Post by GyutoGyutoGyuto »

I bought this Heiji from Japan Tool (Australia) in 2017. It was marketed as a 180mm semi-stainless nakiri, and says that on the bottom of the box. Measures 173mm, with a height at the choil of 53mm. I've never formed a bond with this knife, as it doesn't do what I was hoping it would do -- cut up a wide range of vegetables (because: nakiri). I've taken it to play in other playgrounds, but it just stares blankly at everything (or pouts), especially when prodded. Admittedly, it's quite likely that my knife knowledge and skills are not at a level to fully appreciate this knife.

It's a Heiji though, right? That's supposed to mean a lot, from what I understand. I'm assuming it's a well-crafted knife and is the way it is on purpose, for reasons I cannot fathom.

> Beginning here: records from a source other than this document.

use crate::config::CheckConfig;
use crate::ping::ReachabilityChecker;
use crate::probe::{datagram_probe, stream_probe};
use crate::types::{DeviceStatus, ProbeOutcome, ProbeReport};
use time::{format_description::well_known, OffsetDateTime};

/// Run the full probe sequence against `cfg.target`.
///
/// The reachability check gates everything: if the host does not answer
/// (failure and fault alike), the datagram and stream probes are never
/// attempted and the report carries `Skipped` for both. When the host is
/// reachable, both remaining probes run regardless of each other's outcome.
///
/// Never fails: every probe fault is folded into its outcome.
pub async fn run_check(cfg: &CheckConfig, checker: &dyn ReachabilityChecker) -> ProbeReport {
    let checked_at = now_rfc3339();
    let reach = checker.check(&cfg.target, cfg).await;

    if !reach.outcome.is_success() {
        let status = DeviceStatus::derive(&reach.outcome, &ProbeOutcome::Skipped);
        return ProbeReport {
            target: cfg.target.clone(),
            checked_at,
            udp_port: cfg.udp_port,
            http_port: cfg.http_port,
            reachability: reach.outcome,
            datagram: ProbeOutcome::Skipped,
            stream: ProbeOutcome::Skipped,
            datagram_reply: None,
            ping_transcript: reach.transcript,
            status,
        };
    }

    let dgram = datagram_probe(&cfg.target, cfg.udp_port, cfg.probe_timeout).await;
    let stream = stream_probe(&cfg.target, cfg.http_port, cfg.probe_timeout).await;

    let status = DeviceStatus::derive(&reach.outcome, &dgram.outcome);
    ProbeReport {
        target: cfg.target.clone(),
        checked_at,
        udp_port: cfg.udp_port,
        http_port: cfg.http_port,
        reachability: reach.outcome,
        datagram: dgram.outcome,
        stream,
        datagram_reply: dgram.reply,
        ping_transcript: reach.transcript,
        status,
    }
}

fn now_rfc3339() -> String {
    OffsetDateTime::now_utc()
        .format(&well_known::Rfc3339)
        .unwrap_or_else(|_| String::from("1970-01-01T00:00:00Z"))
}
//! Library crate for esp-check-rs exposing reusable modules.
pub mod config;
pub mod ping;
pub mod probe;
pub mod report;
pub mod runner;
pub mod types;
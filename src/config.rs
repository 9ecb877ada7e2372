use std::time::Duration;

/// Fallback device address when the caller supplies none.
/// Matches the static IP baked into the firmware's network config.
pub const DEFAULT_TARGET: &str = "192.168.1.100";

/// UDP port the device firmware listens on.
pub const DEFAULT_UDP_PORT: u16 = 4040;

/// HTTP port probed for a web server (common firmware default).
pub const DEFAULT_HTTP_PORT: u16 = 80;

/// Marker payload sent by the datagram probe. The device may reply with
/// anything; the payload is a hello, not a protocol.
pub const UDP_PROBE_PAYLOAD: &[u8] = b"HELLO_ESP32";

/// All knobs for one check run, with documented defaults.
///
/// Every timeout and port lives here rather than inside the probes so that
/// tests can run against loopback listeners with short timeouts.
#[derive(Debug, Clone)]
pub struct CheckConfig {
    /// Device address under test (IP or hostname).
    pub target: String,
    /// Destination port for the datagram probe.
    pub udp_port: u16,
    /// Destination port for the stream probe.
    pub http_port: u16,
    /// Per-probe bound on the UDP reply wait and the TCP connect attempt.
    pub probe_timeout: Duration,
    /// Per-echo reply wait handed to the external ping facility.
    pub ping_reply_wait: Duration,
    /// Overall bound on the external ping invocation.
    pub ping_deadline: Duration,
    /// Echo attempts the ping facility makes on its own; no retries beyond.
    pub ping_attempts: u32,
}

impl Default for CheckConfig {
    fn default() -> Self {
        Self {
            target: DEFAULT_TARGET.to_string(),
            udp_port: DEFAULT_UDP_PORT,
            http_port: DEFAULT_HTTP_PORT,
            probe_timeout: Duration::from_secs(5),
            ping_reply_wait: Duration::from_secs(2),
            ping_deadline: Duration::from_secs(10),
            ping_attempts: 3,
        }
    }
}

impl CheckConfig {
    /// Build a config for the given target, falling back to [`DEFAULT_TARGET`]
    /// when none is supplied. Omitting the target and passing the literal
    /// default resolve to the same config.
    pub fn for_target(target: Option<String>) -> Self {
        Self {
            target: target.unwrap_or_else(|| DEFAULT_TARGET.to_string()),
            ..Self::default()
        }
    }
}

#[cfg(test)]
mod tests {
    use super::*;

    #[test]
    fn omitted_target_equals_explicit_default() {
        let implicit = CheckConfig::for_target(None);
        let explicit = CheckConfig::for_target(Some(DEFAULT_TARGET.to_string()));
        assert_eq!(implicit.target, explicit.target);
        assert_eq!(implicit.target, "192.168.1.100");
    }

    #[test]
    fn defaults_match_firmware_contract() {
        let cfg = CheckConfig::default();
        assert_eq!(cfg.udp_port, 4040);
        assert_eq!(cfg.http_port, 80);
        assert_eq!(cfg.probe_timeout, Duration::from_secs(5));
        assert_eq!(cfg.ping_reply_wait, Duration::from_secs(2));
        assert_eq!(cfg.ping_deadline, Duration::from_secs(10));
        assert_eq!(cfg.ping_attempts, 3);
        assert_eq!(UDP_PROBE_PAYLOAD, b"HELLO_ESP32");
    }
}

Cutting up an onion with this thing, let alone a carrot, is not satisfying, either for me or the vegetables.

It's *really* thick behind the edge, all the way down, even with the distal taper on the spine.

It was reasonably sharp OOTB (at least by my non-expert reckoning).

So before long it was back in the box for a time-out in the cupboard -- that lasted a couple of years. Just pulled it out recently and it struck me that maybe it's not really a nakiri -- maybe it's a nakiri-esque bunka. Or something else?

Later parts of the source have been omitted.